Department of Clinical Pharmacology, Christchurch Hospital, Christchurch, New Zealand.
Ann Clin Biochem. 2013 Nov;50(Pt 6):546-57. doi: 10.1177/0004563213492320. Epub 2013 Sep 17.
It is unclear which renal function equation, employing an isotope dilution mass spectrometry (IDMS)-aligned creatinine assay, best predicts gentamicin clearance.

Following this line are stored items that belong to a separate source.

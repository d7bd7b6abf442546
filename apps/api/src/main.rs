use std::sync::Arc;
use anyhow::Context;
use dotenv::dotenv;
use tokio::net::TcpListener;
use tower_http::cors::{CorsLayer, Any};
use tower_http::trace::{self, TraceLayer};
use tracing::{Level, info, warn};
use tracing_subscriber::{layer::SubscriberExt, util::SubscriberInitExt};

mod router;

use appointment_cell::AppointmentBoard;
use reference_cell::{EndpointCatalog, LastKnownGoodDirectory, LazyReferenceResolver};
use shared_config::AppConfig;
use shared_database::RestClient;

#[tokio::main]
async fn main() -> anyhow::Result<()> {
    // Loading Env Vars
    dotenv().ok();

    // Initialize tracing
    tracing_subscriber::registry()
        .with(tracing_subscriber::EnvFilter::new(
            std::env::var("RUST_LOG").unwrap_or_else(|_| "info,tower_http=debug".into()),
        ))
        .with(tracing_subscriber::fmt::layer())
        .init();

    info!("Starting clinic portal API server");

    // Load configuration
    let config = AppConfig::from_env();

    let backend = Arc::new(RestClient::new(&config)?);

    let directory = LastKnownGoodDirectory::from_config(&config).unwrap_or_else(|e| {
        warn!("Ignoring last-known-good directory: {}", e);
        LastKnownGoodDirectory::new()
    });

    let resolver = Arc::new(LazyReferenceResolver::new(
        backend,
        EndpointCatalog::default(),
        Arc::new(directory),
    ));
    let board = Arc::new(AppointmentBoard::new(resolver));

    // Set up CORS
    let cors = CorsLayer::new()
        .allow_origin(Any)
        .allow_methods(Any)
        .allow_headers(Any);

    // Build the application router
    let app = router::create_router(board)
        .layer(
            TraceLayer::new_for_http()
                .make_span_with(trace::DefaultMakeSpan::new()
                    .level(Level::INFO))
                .on_response(trace::DefaultOnResponse::new()
                    .level(Level::INFO)),
        )
        .layer(cors);

    // Run the server
    let listener = TcpListener::bind(&config.bind_addr)
        .await
        .with_context(|| format!("failed to bind {}", config.bind_addr))?;
    info!("Listening on {}", config.bind_addr);

    axum::serve(listener, app).await?;

    Ok(())
}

The performances of the Cockcroft-Gault, Modification of Diet in Renal Disease (MDRD) Study and Chronic Kidney Disease Epidemiology Collaboration (CKD-EPI) equations for predicting gentamicin clearances were assessed retrospectively in 240 patients treated with gentamicin during 2011-2012, when the local creatinine assay was IDMS-aligned. Comparisons were based on the percentage within 30% of gentamicin clearance (P 30) and the root-mean-square error (RMSE) of each equation. Gentamicin clearance was calculated from plasma concentrations using a one-compartment model.
The Cockcroft-Gault equation and the CKD-EPI equation corrected for individual body surface area (BSA) were associated with the highest P 30 (69% and 67%, respectively) and lowest RMSE (39 and 36 mL/min, respectively) in the 240 patients. Correction for individual BSA improved the performances of the MDRD Study and CKD-EPI equations in patients with body mass indices <18.5 or ≥30 kg/m(2). The equations systematically underestimated gentamicin clearance as gentamicin clearance increased, with performance being inferior with gentamicin clearance ≥90 versus <90 mL/min.
The CKD-EPI equation corrected for individual BSA, and the Cockcroft-Gault equation, provided the best estimates of gentamicin clearance. The CKD-EPI and MDRD Study equations should be corrected for individual BSA at the extremes of body size, if used for guiding gentamicin therapy. The performances of the equations were inferior in patients with higher values of gentamicin clearance.
目前尚不清楚哪种基于同位素稀释质谱法(IDMS)校准的肌酐检测的肾功能方程能够更好地预测庆大霉素清除率。
本研究回顾性分析了 2011 年至 2012 年期间接受庆大霉素治疗的 240 例患者,当时采用的是 IDMS 校准的肌酐检测方法,评估了 Cockcroft-Gault、改良肾脏病饮食研究(MDRD)方程和慢性肾脏病流行病学合作(CKD-EPI)方程预测庆大霉素清除率的性能。基于每个方程预测的庆大霉素清除率的 30%以内的百分比(P30)和均方根误差(RMSE)进行比较。采用一室模型计算庆大霉素清除率。
在 240 例患者中,Cockcroft-Gault 方程和校正了个体体表面积(BSA)的 CKD-EPI 方程与最高的 P30(分别为 69%和 67%)和最低的 RMSE(分别为 39 和 36ml/min)相关。在 BMI<18.5 或≥30kg/m2的患者中,校正 BSA 改善了 MDRD 方程和 CKD-EPI 方程的性能。随着庆大霉素清除率的增加,这些方程系统地低估了庆大霉素清除率,当庆大霉素清除率≥90 与<90ml/min 时,表现更差。
校正了个体 BSA 的 CKD-EPI 方程和 Cockcroft-Gault 方程能够更好地预测庆大霉素清除率。如果要指导庆大霉素治疗,应在体型极端的情况下校正 CKD-EPI 和 MDRD 方程的个体 BSA。在庆大霉素清除率较高的患者中,这些方程的性能较差。